Warren Buffett’s fund exits BYD after a 17-year investment that grew over 20-fold in value - https://www.cnn.com/2025/09/22/investing/warren-buffet-berks... - September 22nd, 2025
This is fascinating, because from what I've heard, Warren Buffett did not favor tech stocks. Does anyone know what gave Buffett the faith that this company was a real deal?
It's a car and battery company, isn't it? Framing it as a tech company is a bit weird, but I guess Tesla did the same.
Buffett didn't love automobile stocks either, but Berkshire Hathaway held General Motors from 2012 to 2023.
I think this was mostly a Munger pet investment, he had an extremely high opinion about the CEO and could see he was delivering on his goals one after another.

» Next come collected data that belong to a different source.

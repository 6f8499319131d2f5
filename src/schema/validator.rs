//! Intern record validation
//!
//! Validation semantics:
//! - Create: name, email and role must be present; status and score default
//! - Update: only supplied fields are checked
//! - Every failing field is reported, not just the first
//! - Strings are trimmed, email is lowercased before checks
//! - Keys outside the record schema are ignored
//!
//! The validator never touches the store; uniqueness is the store's job.

use std::sync::LazyLock;

use regex::Regex;
use serde_json::{Map, Value};

use super::errors::{Field, FieldViolation, ValidationErrors, ValidationResult};
use super::types::{InternPatch, NewIntern, Role, Status, MAX_SCORE, MIN_NAME_LEN, MIN_SCORE};

static EMAIL_PATTERN: LazyLock<Regex> = LazyLock::new(|| {
    Regex::new(r"^[^\s@]+@[^\s@]+\.[^\s@]+$").expect("email pattern is a valid regex")
});

/// Validates candidate intern records supplied as JSON.
#[derive(Debug, Clone, Copy, Default)]
pub struct InternValidator;

impl InternValidator {
    pub fn new() -> Self {
        Self
    }

    /// Validates a full record for creation.
    ///
    /// # Errors
    ///
    /// Returns every violation found when a required field is missing or
    /// any present field breaks its rule.
    pub fn validate_new(&self, body: &Value) -> ValidationResult<NewIntern> {
        let obj = as_object(body)?;
        let mut violations = Vec::new();

        let name = required(obj, Field::Name, parse_name, &mut violations);
        let email = required(obj, Field::Email, parse_email, &mut violations);
        let role = required(obj, Field::Role, parse_role, &mut violations);
        let status = optional(obj, Field::Status, parse_status, &mut violations);
        let score = optional(obj, Field::Score, parse_score, &mut violations);

        match (name, email, role) {
            (Some(name), Some(email), Some(role)) if violations.is_empty() => Ok(NewIntern {
                name,
                email,
                role,
                status: status.unwrap_or_default(),
                score: score.unwrap_or(0),
            }),
            _ => Err(ValidationErrors::from_violations(violations)),
        }
    }

    /// Validates a partial update.
    ///
    /// Absent fields are left alone; a field explicitly set to `null` is
    /// treated as an attempt to clear it and rejected.
    pub fn validate_patch(&self, body: &Value) -> ValidationResult<InternPatch> {
        let obj = as_object(body)?;
        let mut violations = Vec::new();

        let patch = InternPatch {
            name: optional(obj, Field::Name, parse_name, &mut violations),
            email: optional(obj, Field::Email, parse_email, &mut violations),
            role: optional(obj, Field::Role, parse_role, &mut violations),
            status: optional(obj, Field::Status, parse_status, &mut violations),
            score: optional(obj, Field::Score, parse_score, &mut violations),
        };

        if violations.is_empty() {
            Ok(patch)
        } else {
            Err(ValidationErrors::from_violations(violations))
        }
    }
}

fn as_object(body: &Value) -> ValidationResult<&Map<String, Value>> {
    body.as_object()
        .ok_or_else(|| ValidationErrors::body("Request body must be a JSON object"))
}

type Parser<T> = fn(&Value) -> Result<T, FieldViolation>;

fn required<T>(
    obj: &Map<String, Value>,
    field: Field,
    parse: Parser<T>,
    violations: &mut Vec<FieldViolation>,
) -> Option<T> {
    match obj.get(field.key()) {
        None => {
            violations.push(FieldViolation::required(field));
            None
        }
        Some(value) => collect(parse(value), violations),
    }
}

fn optional<T>(
    obj: &Map<String, Value>,
    field: Field,
    parse: Parser<T>,
    violations: &mut Vec<FieldViolation>,
) -> Option<T> {
    obj.get(field.key())
        .and_then(|value| collect(parse(value), violations))
}

fn collect<T>(result: Result<T, FieldViolation>, violations: &mut Vec<FieldViolation>) -> Option<T> {
    match result {
        Ok(v) => Some(v),
        Err(violation) => {
            violations.push(violation);
            None
        }
    }
}

/// Reads a trimmed, non-empty string. Null and blank count as missing.
fn non_blank(value: &Value, field: Field) -> Result<&str, FieldViolation> {
    match value {
        Value::Null => Err(FieldViolation::required(field)),
        Value::String(s) if s.trim().is_empty() => Err(FieldViolation::required(field)),
        Value::String(s) => Ok(s.trim()),
        _ => Err(FieldViolation::not_a_string(field)),
    }
}

fn parse_name(value: &Value) -> Result<String, FieldViolation> {
    let name = non_blank(value, Field::Name)?;
    if name.chars().count() < MIN_NAME_LEN {
        return Err(FieldViolation::new(
            Field::Name,
            format!("Name must be at least {MIN_NAME_LEN} characters long"),
        ));
    }
    Ok(name.to_string())
}

fn parse_email(value: &Value) -> Result<String, FieldViolation> {
    let email = non_blank(value, Field::Email)?.to_lowercase();
    if !EMAIL_PATTERN.is_match(&email) {
        return Err(FieldViolation::new(
            Field::Email,
            "Please provide a valid email address",
        ));
    }
    Ok(email)
}

fn parse_role(value: &Value) -> Result<Role, FieldViolation> {
    let raw = non_blank(value, Field::Role)?;
    raw.parse()
        .map_err(|_| FieldViolation::new(Field::Role, format!("{raw} is not a valid role")))
}

fn parse_status(value: &Value) -> Result<Status, FieldViolation> {
    let raw = non_blank(value, Field::Status)?;
    raw.parse()
        .map_err(|_| FieldViolation::new(Field::Status, format!("{raw} is not a valid status")))
}

fn parse_score(value: &Value) -> Result<u8, FieldViolation> {
    let not_integer = || FieldViolation::new(Field::Score, "Score must be an integer");

    let n = value.as_f64().ok_or_else(not_integer)?;
    if n.fract() != 0.0 {
        return Err(not_integer());
    }
    if n < MIN_SCORE as f64 {
        return Err(FieldViolation::new(
            Field::Score,
            format!("Score must be at least {MIN_SCORE}"),
        ));
    }
    if n > MAX_SCORE as f64 {
        return Err(FieldViolation::new(
            Field::Score,
            format!("Score must be at most {MAX_SCORE}"),
        ));
    }
    Ok(n as u8)
}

It was Charlie Munger who became enthusiastic about BYD after learning about it from investor Li Lu, leading him to convince Buffett to make Berkshire Hathaway's $230 million investment in 2008.

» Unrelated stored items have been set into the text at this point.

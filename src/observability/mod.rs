//! Observability for the intern tracker
//!
//! Logging goes through `tracing`; this module installs the subscriber.
//! HTTP request spans come from `tower_http::trace::TraceLayer`.

mod logger;

pub use logger::{init_logging, LogFormat, DEFAULT_FILTER};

Maybe he was more afraid of software dominated stocks?
BYD is at heart an automobile manufacturer and so maybe he felt more confident evaluating it using his normal tools.
Yes the circumstances are well known. Li Liu convinced Munger and Munger talked to Buffett.
Berkshire was never tech investor. They looked for solid manufacturing with good price and potential to scale like manufacturing. Not everything is tech and you can still grow without being tech.
I remember vaguely an interview about it and he said he could understand the business and what was driving the industry and the technology.
I think he said something about equivalent of selling shovels to miners in a boom, that PV was going to need storage etc.
They “just” were a battery company then. Is that considered tech?
He owns the largest railroad company in US. That’s no less “tech” than batteries, motors and other EV car bits.
Munger believed in the founder from the very early days before it was a car company.
That investment predates Xi Jinping's leadership.